Payment to Retiring Partners and Legal Heirs of deceased Partners by Law Firm as per Deed is excludible from Total Income: ITAT [Read Order]

Retiring Partners - Mulla - TaxscanRetiring Partners - Mulla - Taxscan

While granting tax relief to a leading law firm in India, the Income Tax Appellate Tribunal (ITAT), Mumbai bench has held that the payment made by the assessee-firm to retiring partners and legal heirs of the deceased partners in terms of the Partnership Deed is excludable from the total income of the firm.

The assessee, Mulla & Mulla & Craigie Blunt & Caroe, is a reputed law firm in India. During the year under consideration, the firm claimed a deduction of Rs. 19,58,337/- on account of payment made to retiring partners and legal heirs of the deceased partners.

The Assessing Officer observed that these payments should not be allowed since the overriding title had been created voluntarily by the assessee firm itself and an overriding title cannot be created suo-moto or voluntarily as per law.

The assessee claimed that this payment was made in terms of a Partnership Deed and was in the nature of diversion of income by overriding title as income to that extent never accrued to the assessee-firm but always belonged to the retiring partners and legal heirs of the deceased partners.

On appeal, Tribunal held that in sum and substance the only difference is that in old agreement amounts payable to the retiring partners and legal heirs were not quantified and it only prescribed a method for quantification of amount, whereas in the new agreement the amount to be paid to the partners on retirement and otherwise is duly quantified.
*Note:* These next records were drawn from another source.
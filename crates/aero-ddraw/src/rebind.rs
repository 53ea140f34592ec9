//! Device-generation tracking.
//!
//! Every device context gets a fresh [`DeviceGeneration`]. Surfaces remember the generation
//! their binding was made under; a mismatch means the binding refers to a device that no longer
//! exists and must be dropped before anything touches it.

use core::fmt;
use std::num::NonZeroU64;
use std::sync::atomic::{AtomicU64, Ordering};

use tracing::debug;

use crate::surface::{Binding, Surface};

static NEXT_GENERATION: AtomicU64 = AtomicU64::new(1);

/// Opaque identity of one device context instance. Never reused within a process.
#[derive(Debug, Clone, Copy, PartialEq, Eq, Hash, PartialOrd, Ord)]
pub struct DeviceGeneration(NonZeroU64);

impl DeviceGeneration {
    pub fn next() -> Self {
        let raw = NEXT_GENERATION.fetch_add(1, Ordering::Relaxed);
        // The counter starts at 1 and a u64 does not wrap in practice.
        Self(NonZeroU64::new(raw).unwrap_or(NonZeroU64::MIN))
    }

    pub fn get(self) -> u64 {
        self.0.get()
    }
}

impl fmt::Display for DeviceGeneration {
    fn fmt(&self, f: &mut fmt::Formatter<'_>) -> fmt::Result {
        write!(f, "gen{}", self.0)
    }
}

/// Drops `surface`'s binding if it was made under a different generation and records
/// `generation` as current. Returns whether a binding was invalidated.
///
/// The stale resource is forgotten, not released: it belonged to a device that is gone.
pub fn refresh_binding(surface: &mut Surface, generation: Option<DeviceGeneration>) -> bool {
    if surface.bound_generation == generation {
        return false;
    }
    let invalidated = !surface.binding.resource.is_none();
    if invalidated {
        debug!(
            from = ?surface.bound_generation,
            to = ?generation,
            ?surface.kind,
            "dropping binding from previous device"
        );
    }
    surface.binding = Binding::NONE;
    surface.bound_generation = generation;
    invalidated
}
“The new agreement clearly spells out that the liability to pay income tax on the amount received by the retiring partners or beneficiary will be on them and not on the assessee-firm. Thus, liability to pay tax, if at all, in terms of the agreement also, is upon the partner or the beneficiary receiving such payment. As such, it is the partners or beneficiaries receiving such payment who should be taxed and not the assessee. Further, it is also observed from the terms of the agreement that the above payment was to be set-aside at the threshold from the receipts of the firm and will, thus, not reach the hands of the other partners of the firm and, therefore, cannot be treated as income of the assessee-firm who has merely acted as a pass-through entity for this payment. We, accordingly, set aside the order of CIT(A) and direct the Assessing Officer to allow the exclusion of Rs.19,58,337/-on account of payment made to retiring partners and legal heirs of the deceased partners,” the Tribunal said.